Chronic Obstructive Pulmonary Disease (COPD) Overview

March 6, 2023

Chronic obstructive pulmonary disease (COPD) is a chronic inflammatory lung disease caused by damage to the lungs, which makes it hard to breathe. Often, COPD is a result of many years of smoking, which irritates the airways and destroys the fibers within the lungs. Typically, it takes years of lung damage until symptoms begin to arise, with most patients diagnosed in their sixties. Some risk factors include smoking, breathing chemicals fumes, dust, air pollution, and secondhand smoke.

Causes Of COPD

COPD is often associated with smoking or being affected by secondhand smoke. Over time, the smoke from cigarettes irritates the bronchial tubes and damages the elastic fibers that allow the lungs to expand and contract when breathing. COPD develops over time and is usually diagnosed in people over the age of forty.

Some other causes of COPD can be due to dust and chemicals in the workforce, secondhand smoke, wood smoke, frequent lung infections as a child, biomass fuels used for cooking, and genetics, such as an alpha-1 antitrypsin deficiency.

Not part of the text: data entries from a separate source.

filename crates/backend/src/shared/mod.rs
pub mod app_state;
pub mod config;
pub mod error;
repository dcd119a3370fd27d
use thiserror::Error;
use wasm_bindgen::JsValue;

#[derive(Debug, Clone, PartialEq, Eq, Error)]
pub enum NotificationError {
    /// No tab carries the active marker when a click arrives.
    #[error("no active tab")]
    NoActiveTab,

    #[error("unknown tab index {0}")]
    UnknownTab(usize),

    #[error("server answered with status {0}")]
    Status(u16),

    #[error("request failed: {0}")]
    Network(String),

    #[error("failed to parse response document: {0}")]
    Parse(String),

    #[error("DOM error: {0}")]
    Dom(String),

    #[error("failed to build query string: {0}")]
    Query(String),
}

impl NotificationError {
    /// Failures of the request itself. These end in the user-facing alert;
    /// everything else is either a no-op or a defect surfaced to the page.
    pub fn is_request_failure(&self) -> bool {
        matches!(self, Self::Status(_) | Self::Network(_))
    }

    pub fn dom(value: JsValue) -> Self {
        Self::Dom(js_message(&value))
    }

    pub fn parse(value: JsValue) -> Self {
        Self::Parse(js_message(&value))
    }
}

impl From<NotificationError> for JsValue {
    fn from(err: NotificationError) -> Self {
        js_sys::Error::new(&err.to_string()).into()
    }
}

fn js_message(value: &JsValue) -> String {
    value.as_string().unwrap_or_else(|| format!("{:?}", value))
}

#[cfg(test)]
mod tests {
    use super::*;

    #[test]
    fn test_request_failures() {
        assert!(NotificationError::Status(500).is_request_failure());
        assert!(NotificationError::Network("offline".into()).is_request_failure());
        assert!(!NotificationError::Parse("bad".into()).is_request_failure());
        assert!(!NotificationError::NoActiveTab.is_request_failure());
    }
}
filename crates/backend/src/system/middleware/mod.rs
pub mod request_logger;
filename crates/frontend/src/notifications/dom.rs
//! Browser binding of the notification tabs.

use std::cell::RefCell;
use std::rc::Rc;

use contracts::shared::dom_contract::{
    class_selector, ACTIVE_CLASS, IS_ACTION_ATTRIBUTE, NOTIFICATION_ITEM_CLASS,
    NOTIFICATION_LIST_CLASS, TAB_CLASS,
};
use wasm_bindgen::closure::Closure;
use wasm_bindgen::{JsCast, JsValue};
use web_sys::{AbortController, Document, Element, Event, EventTarget};

use super::controller::{Completion, NotificationController, NotificationSurface};
use super::error::NotificationError;
use super::state::TabId;
use super::transport;

/// The live page.
///
/// The `active` class is written from the [`TabId`] the controller hands
/// over; it is never read back after binding.
pub struct DomSurface {
    document: Document,
    tabs: Vec<Element>,
}

impl DomSurface {
    pub fn new(document: Document, tabs: Vec<Element>) -> Self {
        Self { document, tabs }
    }

    fn notification_list(&self) -> Result<Element, NotificationError> {
        let selector = class_selector(NOTIFICATION_LIST_CLASS);
        self.document
            .query_selector(&selector)
            .map_err(NotificationError::dom)?
            .ok_or_else(|| NotificationError::Dom(format!("{} not found", selector)))
    }
}

impl NotificationSurface for DomSurface {
    type Item = Element;

    fn render_active(&mut self, active: TabId) {
        for (index, tab) in self.tabs.iter().enumerate() {
            let classes = tab.class_list();
            let result = if index == active.0 {
                classes.add_1(ACTIVE_CLASS)
            } else {
                classes.remove_1(ACTIVE_CLASS)
            };
            if let Err(err) = result {
                log::warn!("failed to render tab {}: {:?}", index, err);
            }
        }
    }

    fn render_items(&mut self, items: Vec<Element>) -> Result<usize, NotificationError> {
        let list = self.notification_list()?;

        // stage the new items first so a failure leaves the list untouched;
        // appending adopts the nodes from the parsed response document
        let staged = self.document.create_document_fragment();
        for item in &items {
            staged.append_child(item).map_err(NotificationError::dom)?;
        }

        // static NodeList, safe to walk while removing
        let current = list
            .query_selector_all(&class_selector(NOTIFICATION_ITEM_CLASS))
            .map_err(NotificationError::dom)?;
        for i in 0..current.length() {
            let Some(node) = current.get(i) else { continue };
            if let Some(parent) = node.parent_node() {
                parent.remove_child(&node).map_err(NotificationError::dom)?;
            }
        }

        list.append_child(&staged).map_err(NotificationError::dom)?;
        Ok(current.length() as usize)
    }

    fn alert(&mut self, message: &str) {
        let Some(window) = web_sys::window() else { return };
        if let Err(err) = window.alert_with_message(message) {
            log::error!("alert failed: {:?}", err);
        }
    }
}

struct ClickSession {
    controller: NotificationController<DomSurface>,
    /// Aborts the request holding the in-flight slot.
    abort: Option<AbortController>,
}

/// Attaches the click handler to every tab on the page.
///
/// Must run once per page load: a second call binds a second handler to
/// each tab and every click then sends two requests.
pub fn bind_tabs() -> Result<(), JsValue> {
    let document = web_sys::window()
        .and_then(|w| w.document())
        .ok_or_else(|| JsValue::from_str("document is not available"))?;

    let nodes = document.query_selector_all(&class_selector(TAB_CLASS))?;
    let tabs: Vec<Element> = (0..nodes.length())
        .filter_map(|i| nodes.get(i))
        .filter_map(|node| node.dyn_into::<Element>().ok())
        .collect();

    if tabs.is_empty() {
        log::debug!("no notification tabs on this page");
        return Ok(());
    }

    let active = tabs
        .iter()
        .position(|tab| tab.class_list().contains(ACTIVE_CLASS))
        .map(TabId);
    if active.is_none() {
        log::warn!("none of {} tabs is marked {}", tabs.len(), ACTIVE_CLASS);
    }

    let surface = DomSurface::new(document, tabs.clone());
    let session = Rc::new(RefCell::new(ClickSession {
        controller: NotificationController::new(surface, tabs.len(), active),
        abort: None,
    }));

    for (index, tab) in tabs.iter().enumerate() {
        let session = Rc::clone(&session);
        let handler = Closure::<dyn FnMut(Event) -> Result<(), JsValue>>::new(
            move |event: Event| on_tab_click(&session, TabId(index), &event),
        );
        tab.add_event_listener_with_callback("click", handler.as_ref().unchecked_ref())?;
        // the handler lives as long as the page
        handler.forget();
    }

    log::info!("bound {} notification tabs", tabs.len());
    Ok(())
}

/// `data-is-action` of the element the click landed on. This is not
/// normalized to the tab root: a click on child markup without the
/// attribute yields `None`.
fn target_is_action(target: Option<EventTarget>) -> Option<String> {
    target?
        .dyn_ref::<Element>()?
        .get_attribute(IS_ACTION_ATTRIBUTE)
}

/// An `Err` here is thrown back to the event dispatcher.
fn on_tab_click(
    session: &Rc<RefCell<ClickSession>>,
    tab: TabId,
    event: &Event,
) -> Result<(), JsValue> {
    let is_action = target_is_action(event.target());
    let page_url = web_sys::window()
        .ok_or_else(|| JsValue::from_str("window is not available"))?
        .location()
        .href()?;

    let (pending, signal) = {
        let mut session = session.borrow_mut();
        let pending = session
            .controller
            .click(tab, &page_url, is_action.as_deref())?;

        if let Some(previous) = session.abort.take() {
            log::debug!("aborting request superseded by {}", pending.ticket.0);
            previous.abort();
        }
        let abort = AbortController::new()?;
        let signal = abort.signal();
        session.abort = Some(abort);
        (pending, signal)
    };

    let session = Rc::clone(session);
    wasm_bindgen_futures::spawn_local(async move {
        let outcome = transport::fetch_notification_page(&pending.request, &signal).await;

        let mut session = session.borrow_mut();
        match session.controller.complete(pending.ticket, outcome) {
            Ok(Completion::Stale) => {}
            Ok(completion) => {
                session.abort = None;
                log::debug!("request {} finished: {:?}", pending.ticket.0, completion);
            }
            Err(err) => {
                session.abort = None;
                log::error!("failed to apply notification response: {}", err);
            }
        }
    });

    Ok(())
}
use axum::http::StatusCode;
use axum::response::{IntoResponse, Response};
use contracts::domain::a001_notification::query::FilterError;
use thiserror::Error;

/// Ошибки HTTP-обработчиков
#[derive(Debug, Error)]
pub enum AppError {
    /// Unknown `isAction` value: the page does not exist
    #[error(transparent)]
    InvalidFilter(#[from] FilterError),

    #[error("validation failed: {0}")]
    Validation(String),
}

impl AppError {
    pub fn status(&self) -> StatusCode {
        match self {
            Self::InvalidFilter(_) => StatusCode::NOT_FOUND,
            Self::Validation(_) => StatusCode::BAD_REQUEST,
        }
    }
}

impl IntoResponse for AppError {
    fn into_response(self) -> Response {
        let status = self.status();
        tracing::warn!("{} -> {}", self, status);
        (status, self.to_string()).into_response()
    }
}

#[cfg(test)]
mod tests {
    use super::*;

    #[test]
    fn test_status_mapping() {
        let err = AppError::from(FilterError::InvalidValue("maybe".into()));
        assert_eq!(err.status(), StatusCode::NOT_FOUND);
        assert_eq!(err.to_string(), "unsupported isAction value: maybe");
        assert_eq!(
            AppError::Validation("empty".into()).status(),
            StatusCode::BAD_REQUEST
        );
    }
}
use tracing_subscriber::{layer::SubscriberExt, util::SubscriberInitExt};

/// Инициализация системы трассировки (tracing)
///
/// Логи пишутся в:
/// - stdout (с цветами)
/// - logs/backend.log рядом с исполняемым файлом (без цветов)
///
/// Уровень берётся из `RUST_LOG`, по умолчанию `info`.
pub fn initialize() -> anyhow::Result<()> {
    let log_dir = std::env::current_exe()
        .ok()
        .and_then(|exe_path| exe_path.parent().map(|dir| dir.join("logs")))
        .unwrap_or_else(|| std::path::Path::new("target").join("logs"));

    std::fs::create_dir_all(&log_dir).map_err(|e| {
        anyhow::anyhow!("Cannot create log directory {}: {}", log_dir.display(), e)
    })?;

    let log_file_path = log_dir.join("backend.log");
    let log_file = std::fs::OpenOptions::new()
        .create(true)
        .append(true)
        .open(&log_file_path)
        .map_err(|e| anyhow::anyhow!("Cannot open log file {}: {}", log_file_path.display(), e))?;

    let log_level = std::env::var("RUST_LOG").unwrap_or_else(|_| "info".into());

    tracing_subscriber::registry()
        .with(tracing_subscriber::EnvFilter::new(&log_level))
        .with(tracing_subscriber::fmt::layer())
        .with(
            tracing_subscriber::fmt::layer()
                .with_writer(std::sync::Arc::new(log_file))
                .with_ansi(false),
        )
        .init();

    tracing::info!(
        "Logging initialized: level={}, file={}",
        log_level,
        log_file_path.display()
    );
    Ok(())
}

Signs And Symptoms Of COPD

The symptoms of COPD tend to appear after the significant damage has occurred to the lungs, and the symptoms progress, especially if the patient continues to smoke. The symptoms of COPD include wheezing, a tight chest, a chronic cough that may produce mucus, recurrent respiratory infections, lack of energy, and shortness of breath, especially during any physical activity.

As COPD progresses, it may cause other symptoms such as unintended weight loss, cyanosis, and swelling of the ankles, feet or legs. Patients may also experience exacerbations, which means their symptoms to worsen for a few days at a time.

COPD Diagnosis

To diagnose COPD, a doctor will review the signs and symptoms, discuss family and medical history, and any possible exposure to irritants. Many tests may be ordered to diagnose COPD. One of the most common tests is the pulmonary function test, which detects how much air the lungs can hold and how quickly they can breathe it out. Some other tests include chest x-rays, computed tomography (CT) scans, and an arterial blood gas analysis, which measures how well the lungs supply oxygen to the blood and remove carbon dioxide.

Treatment And Prevention

The first step to treating and preventing COPD is to immediately quit smoking, which is also the only way to keep COPD from worsening. Many medications treat the symptoms of COPD such as bronchodilator inhalers, steroid inhalers, combination inhalers, oral steroids, and antibiotics.

Some other forms of treatment include oxygen therapy and pulmonary rehabilitation programs. Oxygen therapy may be needed if the patient does not have enough oxygen in their blood. Most people will only need oxygen supplements while they are physically active or while sleeping. Pulmonary rehabilitation programs combine exercise, nutrition advice and counseling with specialists to increase the overall quality of life. If COPD gets severe, and cannot be treated with medications, surgery may be an option.

Living With COPD

There are many changes to lifestyle and home remedies that may increase the quality of life of patients with COPD. When living with COPD, the most important thing to do after quitting smoking is to avoid smoke, air pollution, and other irritants. It is also important to begin eating a healthy diet and to exercise regularly. Another way to cope with COPD is to learn breathing and relaxation techniques to breathe more efficiently throughout the day.

Aside from all the different kinds of lifestyle changes, it is also important to see a doctor regularly to monitor lung function. A doctor may be able to advise whether nutritional supplements are needed, and give some breathing exercises.

Quitting Smoking

Quitting smoking is the first method of treating and preventing COPD. However, there are many ways one can go about quitting smoking. The most common way patients quit smoking is cold turkey, with no kind of aid, therapy, or medicine, but it is not the most effective method, and there are many aids out there for those who need them.

If attempting to quit smoking, consider behavioral therapy with a counselor to discover triggers and make a plan to ease the cravings. There are also nicotine replacements in the form of gum, patches, inhalers, sprays, and lozenges that allow the patient to slowly decrease their level of nicotine until it is no longer needed.

In worst case scenarios, patients may want to consult a doctor to speak about the possibility of using prescription medications to help cravings and withdrawal. However, medication can cause adverse effects and symptoms.